*Exercise prompt*. All of the data below needs to be set down once more, exactly as written.

---------- Given data ----------

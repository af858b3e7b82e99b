//! Application-wide error types.

use thiserror::Error;

/// Result type alias using `AppError`.
pub type AppResult<T> = Result<T, AppError>;

/// Application error types.
#[derive(Debug, Error)]
pub enum AppError {
    /// Configuration could not be loaded.
    #[error("Configuration error: {0}")]
    Config(String),

    /// A conversion request was rejected.
    #[error("Invalid input: {0}")]
    InvalidInput(String),

    /// Rendering a response failed.
    #[error("Output error: {0}")]
    Output(String),
}

impl AppError {
    /// Returns the process exit code for this error.
    #[must_use]
    pub const fn exit_code(&self) -> i32 {
        match self {
            Self::InvalidInput(_) => 2,
            Self::Config(_) => 3,
            Self::Output(_) => 1,
        }
    }

    /// Returns the stable error code for machine-readable output.
    #[must_use]
    pub const fn error_code(&self) -> &'static str {
        match self {
            Self::Config(_) => "CONFIG_ERROR",
            Self::InvalidInput(_) => "INVALID_INPUT",
            Self::Output(_) => "OUTPUT_ERROR",
        }
    }
}

impl From<config::ConfigError> for AppError {
    fn from(err: config::ConfigError) -> Self {
        Self::Config(err.to_string())
    }
}

impl From<serde_json::Error> for AppError {
    fn from(err: serde_json::Error) -> Self {
        Self::Output(err.to_string())
    }
}

#[cfg(test)]
mod tests {
    use super::*;

    #[test]
    fn test_error_exit_codes() {
        assert_eq!(AppError::InvalidInput(String::new()).exit_code(), 2);
        assert_eq!(AppError::Config(String::new()).exit_code(), 3);
        assert_eq!(AppError::Output(String::new()).exit_code(), 1);
    }

    #[test]
    fn test_error_codes() {
        assert_eq!(AppError::Config(String::new()).error_code(), "CONFIG_ERROR");
        assert_eq!(
            AppError::InvalidInput(String::new()).error_code(),
            "INVALID_INPUT"
        );
        assert_eq!(AppError::Output(String::new()).error_code(), "OUTPUT_ERROR");
    }

    #[test]
    fn test_error_display() {
        assert_eq!(
            AppError::Config("msg".into()).to_string(),
            "Configuration error: msg"
        );
        assert_eq!(
            AppError::InvalidInput("msg".into()).to_string(),
            "Invalid input: msg"
        );
        assert_eq!(
            AppError::Output("msg".into()).to_string(),
            "Output error: msg"
        );
    }

    #[test]
    fn test_from_config_error() {
        let err: AppError = config::ConfigError::Message("bad".into()).into();
        assert!(matches!(err, AppError::Config(ref msg) if msg == "bad"));
    }
}
//! Boundary result handed to presentation hosts.

use serde::{Deserialize, Serialize};

use super::error::ConversionError;

/// Serialisable conversion result.
///
/// Serialises as `{"ok":true,"value":"22.05"}` or `{"ok":false}`.
#[derive(Debug, Clone, PartialEq, Eq, Serialize, Deserialize)]
pub struct ConversionOutcome {
    /// Whether the conversion succeeded.
    pub ok: bool,
    /// Formatted value, present only on success.
    #[serde(default, skip_serializing_if = "Option::is_none")]
    pub value: Option<String>,
}

impl ConversionOutcome {
    /// Successful outcome carrying a formatted value.
    #[must_use]
    pub const fn success(value: String) -> Self {
        Self {
            ok: true,
            value: Some(value),
        }
    }

    /// Rejected outcome.
    #[must_use]
    pub const fn invalid() -> Self {
        Self {
            ok: false,
            value: None,
        }
    }
}

impl From<Result<String, ConversionError>> for ConversionOutcome {
    fn from(result: Result<String, ConversionError>) -> Self {
        match result {
            Ok(value) => Self::success(value),
            Err(_) => Self::invalid(),
        }
    }
}
//! Shared types, errors, and configuration for Convertly.
//!
//! This crate provides common pieces used across the workspace:
//! - The `Category` enumeration of convertible unit groups
//! - Application-wide error types
//! - Configuration management

pub mod config;
pub mod error;
pub mod types;

pub use config::{AppConfig, LogConfig, LogFormat, OutputConfig};
pub use error::{AppError, AppResult};
pub use types::Category;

----------

*The completed task*.
repository af858b3e7b82e99b
//! Application-wide error types.

use thiserror::Error;

/// Result type alias using `AppError`.
pub type AppResult<T> = Result<T, AppError>;

/// Application error types.
#[derive(Debug, Error)]
pub enum AppError {
    /// Configuration could not be loaded.
    #[error("Configuration error: {0}")]
    Config(String),

    /// A conversion request was rejected.
    #[error("Invalid input: {0}")]
    InvalidInput(String),

    /// Rendering a response failed.
    #[error("Output error: {0}")]
    Output(String),
}

impl AppError {
    /// Returns the process exit code for this error.
    #[must_use]
    pub const fn exit_code(&self) -> i32 {
        match self {
            Self::InvalidInput(_) => 2,
            Self::Config(_) => 3,
            Self::Output(_) => 1,
        }
    }

    /// Returns the stable error code for machine-readable output.
    #[must_use]
    pub const fn error_code(&self) -> &'static str {
        match self {
            Self::Config(_) => "CONFIG_ERROR",
            Self::InvalidInput(_) => "INVALID_INPUT",
            Self::Output(_) => "OUTPUT_ERROR",
        }
    }
}

impl From<config::ConfigError> for AppError {
    fn from(err: config::ConfigError) -> Self {
        Self::Config(err.to_string())
    }
}

impl From<serde_json::Error> for AppError {
    fn from(err: serde_json::Error) -> Self {
        Self::Output(err.to_string())
    }
}

#[cfg(test)]
mod tests {
    use super::*;

    #[test]
    fn test_error_exit_codes() {
        assert_eq!(AppError::InvalidInput(String::new()).exit_code(), 2);
        assert_eq!(AppError::Config(String::new()).exit_code(), 3);
        assert_eq!(AppError::Output(String::new()).exit_code(), 1);
    }

    #[test]
    fn test_error_codes() {
        assert_eq!(AppError::Config(String::new()).error_code(), "CONFIG_ERROR");
        assert_eq!(
            AppError::InvalidInput(String::new()).error_code(),
            "INVALID_INPUT"
        );
        assert_eq!(AppError::Output(String::new()).error_code(), "OUTPUT_ERROR");
    }

    #[test]
    fn test_error_display() {
        assert_eq!(
            AppError::Config("msg".into()).to_string(),
            "Configuration error: msg"
        );
        assert_eq!(
            AppError::InvalidInput("msg".into()).to_string(),
            "Invalid input: msg"
        );
        assert_eq!(
            AppError::Output("msg".into()).to_string(),
            "Output error: msg"
        );
    }

    #[test]
    fn test_from_config_error() {
        let err: AppError = config::ConfigError::Message("bad".into()).into();
        assert!(matches!(err, AppError::Config(ref msg) if msg == "bad"));
    }
}
//! Boundary result handed to presentation hosts.

use serde::{Deserialize, Serialize};

use super::error::ConversionError;

/// Serialisable conversion result.
///
/// Serialises as `{"ok":true,"value":"22.05"}` or `{"ok":false}`.
#[derive(Debug, Clone, PartialEq, Eq, Serialize, Deserialize)]
pub struct ConversionOutcome {
    /// Whether the conversion succeeded.
    pub ok: bool,
    /// Formatted value, present only on success.
    #[serde(default, skip_serializing_if = "Option::is_none")]
    pub value: Option<String>,
}

impl ConversionOutcome {
    /// Successful outcome carrying a formatted value.
    #[must_use]
    pub const fn success(value: String) -> Self {
        Self {
            ok: true,
            value: Some(value),
        }
    }

    /// Rejected outcome.
    #[must_use]
    pub const fn invalid() -> Self {
        Self {
            ok: false,
            value: None,
        }
    }
}

impl From<Result<String, ConversionError>> for ConversionOutcome {
    fn from(result: Result<String, ConversionError>) -> Self {
        match result {
            Ok(value) => Self::success(value),
            Err(_) => Self::invalid(),
        }
    }
}
//! Shared types, errors, and configuration for Convertly.
//!
//! This crate provides common pieces used across the workspace:
//! - The `Category` enumeration of convertible unit groups
//! - Application-wide error types
//! - Configuration management

pub mod config;
pub mod error;
pub mod types;

pub use config::{AppConfig, LogConfig, LogFormat, OutputConfig};
pub use error::{AppError, AppResult};
pub use types::Category;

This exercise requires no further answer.